Pursuant to Section 13 or 15(d) of

the Securities Exchange Act of 1934

 

Date of Report (Date of earliest event reported) December 20, 2007

LEAR CORPORATION

 

(Exact name of Registrant as specified in its charter)

 

Delaware
1-11311
 13-3386776
(State or other jurisdiction of ncorporation)
(Commission File Number)
(IRS Employer Identification Number)
   
21557 Telegraph Road, Southfield, Michigan
48033
(Address of principal executive offices)  
(Zip Code)
     

(248) 447-1500

(Registrant’s telephone number, including area code)

N/A

(Former name or former address, if changed since last report)

Check the appropriate box below if the Form 8-K filing is intended to simultaneously satisfy the filing obligation of the registrant under any of the following provisions:

o Written communications pursuant to Rule 425 under the Securities Act (17 CFR 230.425)

o Soliciting material pursuant to Rule 14a-12 under the Exchange Act (17 CFR 240.14a-12)

o Pre-commencement communications pursuant to Rule 14d-2(b) under the Exchange Act (17 CFR 240.14d-2(b))

o Pre-commencement communications pursuant to Rule 13e-4(c) under the Exchange Act (17 CFR 240.13e-4(c))
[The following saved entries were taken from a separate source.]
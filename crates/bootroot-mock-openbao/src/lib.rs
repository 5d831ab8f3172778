//! Mock OpenBao for bootroot end-to-end tests
//!
//! A small HTTP server that emulates the slice of OpenBao the bootroot agent
//! depends on:
//!
//! - `POST /v1/auth/approle/login`
//! - `GET  /v1/sys/health`
//! - `GET  /v1/secret/data/bootroot/services/{service}/{item}`
//!
//! plus a test-only control API (`/control/set-version`,
//! `/control/fail-next`, `/control/reset`) that lets a driver rotate secrets
//! and inject one-shot read failures while an agent is running against it.
//!
//! ```rust,ignore
//! use bootroot_mock_openbao::{ControlClient, MockOpenBao, SecretItem, SimulatorConfig};
//!
//! let server = MockOpenBao::new(SimulatorConfig::ephemeral()).spawn().await?;
//! let client = ControlClient::new(server.base_url());
//!
//! client.set_version("edge-proxy", SecretItem::Trust, 2).await?;
//! client.fail_next("edge-proxy", SecretItem::Trust, 1).await?;
//! ```

pub mod client;
pub mod config;
pub mod control;
pub mod item;
pub mod payload;
pub mod server;
pub mod store;

pub use client::{ClientError, ControlClient, SecretRead};
pub use config::{ConfigError, SimulatorConfig};
pub use control::{ControlError, FailNext, SetVersion};
pub use item::{SecretItem, SecretKey, UnknownItem};
pub use server::{router, ApiError, MockOpenBao, RunningServer, SimulatorError, SimulatorState};
pub use store::{ItemState, ReadOutcome, SecretStore};
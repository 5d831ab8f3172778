//! Scenario materialization
//!
//! Expands a [`Scenario`] into the on-disk workspace the agent expects:
//!
//! ```text
//! <artifact_dir>/
//! ├── layout.json
//! └── nodes/<node_id>/
//!     ├── bin/bootroot-agent
//!     ├── certs/<service>.{crt,key}
//!     ├── configs/<service>.toml
//!     ├── secrets/services/<service>/{role_id,secret_id,eab.json}
//!     ├── summaries/
//!     └── state.json
//! ```
//!
//! Nodes and services are processed in scenario order so manifests are
//! reproducible. The first failure aborts the run; nothing is cleaned up.

use serde::Serialize;
use serde_json::json;
use std::fs;
use std::path::{Path, PathBuf};
use tracing::{debug, info};

use crate::agent_config::AgentConfig;
use crate::config::{IssuerKind, MaterializerConfig};
use crate::error::{MaterializeError, Result};
use crate::fs_util::{self, FsError};
use crate::issuer::{CertIdentity, CertIssuer, OpensslIssuer, RcgenIssuer};
use crate::layout::{
    AppRoleRecord, DeliveryMode, Layout, LayoutNode, NodeState, ServiceLayout, ServiceState,
    SyncStatusSet,
};
use crate::scenario::{Node, Scenario, Service};

/// Script written when no compiled agent stub is configured.
pub const AGENT_STUB_SCRIPT: &str = "#!/usr/bin/env sh\nexit 0\n";

/// Name of the manifest at the artifact root.
pub const LAYOUT_FILE: &str = "layout.json";

/// Name of the per-node state file.
pub const STATE_FILE: &str = "state.json";

/// Seed role id for a service.
pub fn seed_role_id(service_name: &str) -> String {
    format!("role-{service_name}")
}

/// Seed secret id; never equal to anything the secret store renders.
pub fn seed_secret_id(service_name: &str) -> String {
    format!("seed-secret-{service_name}")
}

/// AppRole and policy name for a service.
pub fn service_role_name(service_name: &str) -> String {
    format!("bootroot-service-{service_name}")
}

/// Turns scenarios into workspaces.
pub struct Materializer {
    config: MaterializerConfig,
    issuer: Box<dyn CertIssuer>,
}

impl std::fmt::Debug for Materializer {
    fn fmt(&self, f: &mut std::fmt::Formatter<'_>) -> std::fmt::Result {
        f.debug_struct("Materializer")
            .field("config", &self.config)
            .finish_non_exhaustive()
    }
}

impl Materializer {
    /// Use the issuer backend named in `config`.
    pub fn new(config: MaterializerConfig) -> Self {
        let issuer: Box<dyn CertIssuer> = match config.issuer {
            IssuerKind::Openssl => Box::new(OpensslIssuer::new(config.cert_validity_days)),
            IssuerKind::Rcgen => Box::new(RcgenIssuer::new(config.cert_validity_days)),
        };
        Self { config, issuer }
    }

    /// Use a caller-supplied issuer.
    pub fn with_issuer(config: MaterializerConfig, issuer: impl CertIssuer + 'static) -> Self {
        Self {
            config,
            issuer: Box::new(issuer),
        }
    }

    /// Settings this materializer was built with.
    pub fn config(&self) -> &MaterializerConfig {
        &self.config
    }

    /// Materialize `scenario` under `artifact_dir` (created if absent) and
    /// return the manifest that was written to `layout.json`.
    pub fn run(&self, scenario: &Scenario, artifact_dir: &Path) -> Result<Layout> {
        self.config.validate()?;
        scenario.validate()?;

        fs_util::ensure_dir(artifact_dir)?;
        let artifact_dir = fs::canonicalize(artifact_dir).map_err(FsError::at(artifact_dir))?;
        info!(
            scenario = %scenario.id,
            nodes = scenario.nodes.len(),
            services = scenario.service_count(),
            artifact_dir = %artifact_dir.display(),
            "materializing scenario"
        );

        let mut layout = Layout::new(scenario.id.clone());
        for node in &scenario.nodes {
            let layout_node = self.materialize_node(node, &artifact_dir)?;
            layout.services.extend(layout_node.services.iter().cloned());
            layout.nodes.push(layout_node);
        }

        let layout_path = artifact_dir.join(LAYOUT_FILE);
        write_json(&layout_path, &layout)?;
        info!(path = %layout_path.display(), "wrote layout manifest");
        Ok(layout)
    }

    fn materialize_node(&self, node: &Node, artifact_dir: &Path) -> Result<LayoutNode> {
        let work_dir = artifact_dir.join("nodes").join(&node.id);
        fs_util::ensure_dir(&work_dir.join("certs"))?;
        fs_util::ensure_dir(&work_dir.join("configs"))?;
        fs_util::ensure_dir(&work_dir.join("summaries"))?;
        debug!(node = %node.id, work_dir = %work_dir.display(), "created node skeleton");

        let mut state = NodeState::new(&self.config.openbao_url, &self.config.kv_mount);
        let mut layout_node = LayoutNode {
            node_id: node.id.clone(),
            work_dir: work_dir.clone(),
            services: Vec::with_capacity(node.services.len()),
        };

        for service in &node.services {
            let (entry, service_state) = self.materialize_service(&node.id, &work_dir, service)?;
            state
                .services
                .insert(service.service_name.clone(), service_state);
            layout_node.services.push(entry);
        }

        write_json(&work_dir.join(STATE_FILE), &state)?;
        self.write_agent_stub(&work_dir.join("bin"))?;
        info!(node = %node.id, services = node.services.len(), "materialized node");
        Ok(layout_node)
    }

    fn materialize_service(
        &self,
        node_id: &str,
        work_dir: &Path,
        service: &Service,
    ) -> Result<(ServiceLayout, ServiceState)> {
        let name = service.service_name.as_str();
        let hostname = node_id;

        let secret_dir = work_dir.join("secrets").join("services").join(name);
        fs_util::ensure_dir(&secret_dir)?;

        let role_id_path = secret_dir.join("role_id");
        let secret_id_path = secret_dir.join("secret_id");
        let eab_file_path = secret_dir.join("eab.json");
        fs_util::write_private(&role_id_path, format!("{}\n", seed_role_id(name)))?;
        fs_util::write_private(&secret_id_path, format!("{}\n", seed_secret_id(name)))?;
        let eab = json!({ "kid": format!("seed-kid-{name}"), "hmac": format!("seed-hmac-{name}") });
        fs_util::write_private(&eab_file_path, eab.to_string())?;

        let agent_config_path = work_dir.join("configs").join(format!("{name}.toml"));
        let rendered = AgentConfig::for_service(name, hostname, &service.instance_id)
            .to_toml()
            .map_err(|source| MaterializeError::AgentConfig {
                service: name.to_string(),
                source,
            })?;
        fs_util::write_private(&agent_config_path, rendered)?;

        let identity = CertIdentity {
            service_name: name.to_string(),
            hostname: hostname.to_string(),
            instance_id: service.instance_id.clone(),
            domain: self.config.domain.clone(),
        };
        let issued = self
            .issuer
            .issue(&identity, &work_dir.join("certs"))
            .map_err(|source| MaterializeError::Issue {
                service: name.to_string(),
                source,
            })?;
        debug!(service = name, dns_name = %issued.dns_name, "issued stub certificate");

        let entry = ServiceLayout {
            node_id: node_id.to_string(),
            service_name: name.to_string(),
            deploy_type: service.deploy_type.clone(),
            instance_id: service.instance_id.clone(),
            container_name: service.container_name.clone(),
            work_dir: work_dir.to_path_buf(),
            state_path: work_dir.join(STATE_FILE),
            role_id_path,
            secret_id_path,
            eab_file_path,
            agent_config_path,
            cert_path: issued.cert_path,
            key_path: issued.key_path,
            ca_bundle_path: work_dir.join("certs").join(format!("{name}-ca-bundle.pem")),
            summary_json_path: work_dir.join("summaries").join(format!("{name}.json")),
        };

        let role_name = service_role_name(name);
        let state = ServiceState {
            service_name: name.to_string(),
            deploy_type: service.deploy_type.clone(),
            delivery_mode: DeliveryMode::RemoteBootstrap,
            sync_status: SyncStatusSet::pending(),
            hostname: hostname.to_string(),
            domain: self.config.domain.clone(),
            agent_config_path: format!("configs/{name}.toml"),
            cert_path: format!("certs/{name}.crt"),
            key_path: format!("certs/{name}.key"),
            instance_id: service.instance_id.clone(),
            container_name: service.container_name.clone(),
            notes: None,
            approle: AppRoleRecord {
                role_name: role_name.clone(),
                role_id: seed_role_id(name),
                secret_id_path: format!("secrets/services/{name}/secret_id"),
                policy_name: role_name,
            },
        };

        info!(node = node_id, service = name, "materialized service");
        Ok((entry, state))
    }

    fn write_agent_stub(&self, bin_dir: &Path) -> Result<PathBuf> {
        fs_util::ensure_dir(bin_dir)?;
        let stub = bin_dir.join("bootroot-agent");
        match &self.config.agent_stub {
            Some(source) => {
                let bytes = fs::read(source).map_err(FsError::at(source))?;
                fs_util::write_executable(&stub, bytes)?;
            }
            None => fs_util::write_executable(&stub, AGENT_STUB_SCRIPT)?,
        }
        Ok(stub)
    }
}

fn write_json<T: Serialize>(path: &Path, value: &T) -> Result<()> {
    let text = serde_json::to_string_pretty(value).map_err(|source| MaterializeError::Encode {
        path: path.to_path_buf(),
        source,
    })?;
    fs_util::write_plain(path, text)?;
    Ok(())
}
Lear Corporation (“Lear” or the “Company”) is filing this Form 8-K to (i) announce an improved financial outlook for 2007, (ii) reaffirm its preliminary financial outlook for 2008 and (iv) supplement its Current Report on Form 8-K initially filed on June 27, 2005, as supplemented on August 30, 2005, January 25, 2006, October 26, 2006, January 11, 2007, January 25, 2007, April 25, 2007, August 2, 2007, and November 6, 2007, in order to update certain disclosures with respect to Lear’s restructuring strategy (the “Restructuring”).

 

FORWARD-LOOKING STATEMENTS

 

The Current Report on Form 8-K contains forward-looking statements within the meaning of the Private Securities Litigation Reform Act of 1995, including statements regarding anticipated financial results and liquidity. Actual results may differ materially from anticipated results as a result of certain risks and uncertainties, including but not limited to, general economic conditions in the markets in which the Company operates, including changes in interest rates or currency exchange rates, the financial condition of the Company’s customers or suppliers, fluctuations in the production of vehicles for which the Company is a supplier, changes in the Company’s current vehicle production estimates, the loss of business with respect to, or the lack of commercial success of, a vehicle model for which the Company is a significant supplier, disruptions in the relationships with the Company’s suppliers, labor disputes involving the Company or its significant customers or suppliers or that otherwise affect the Company, the Company’s ability to achieve cost reductions that offset or exceed customer-mandated selling price reductions, the outcome of customer productivity negotiations, the impact and timing of program launch costs, the costs, timing and success of restructuring actions, increases in the Company’s warranty or product liability costs, risks associated with conducting business in foreign countries, competitive conditions impacting the Company’s key customers and suppliers, raw material costs and availability, the Company’s ability to mitigate the significant impact of increases in raw material, energy and commodity costs, the outcome of legal or regulatory proceedings to which the Company is or may become a party, unanticipated changes in cash flow, including the Company’s ability to align its vendor payment terms with those of its customers and other risks described from time to time in the Company’s Securities and Exchange Commission filings.

 

The forward-looking statements in this Current Report on Form 8-K are made as of the date hereof, and the Company does not assume any obligation to update, amend or clarify them to reflect events, new information or circumstances occurring after the date hereof.

 

Section 2 – Financial Information

 

Item 2.05 Costs Associated with Exit or Disposal Activities.

 

As part of its previously announced Restructuring, Lear has continued consolidation, facility realignment and census actions. The Company currently expects to incur total pretax costs of approximately $380 million through 2007 in connection with the Restructuring, an increase of $55 million as compared to the previous status. This increase reflects the accelerated timing of certain facility closure and severance actions in Canada and Western Europe that were planned for 2008 and 2009. Through September 29, 2007, $292.0 million of restructuring costs had been incurred. Lear continues to estimate that approximately 90% of the restructuring costs will result in cash expenditures.

 

Item 2.06 Material Impairments.

 

The information set forth under Item 2.05 relating to impairment charges is incorporated herein by reference.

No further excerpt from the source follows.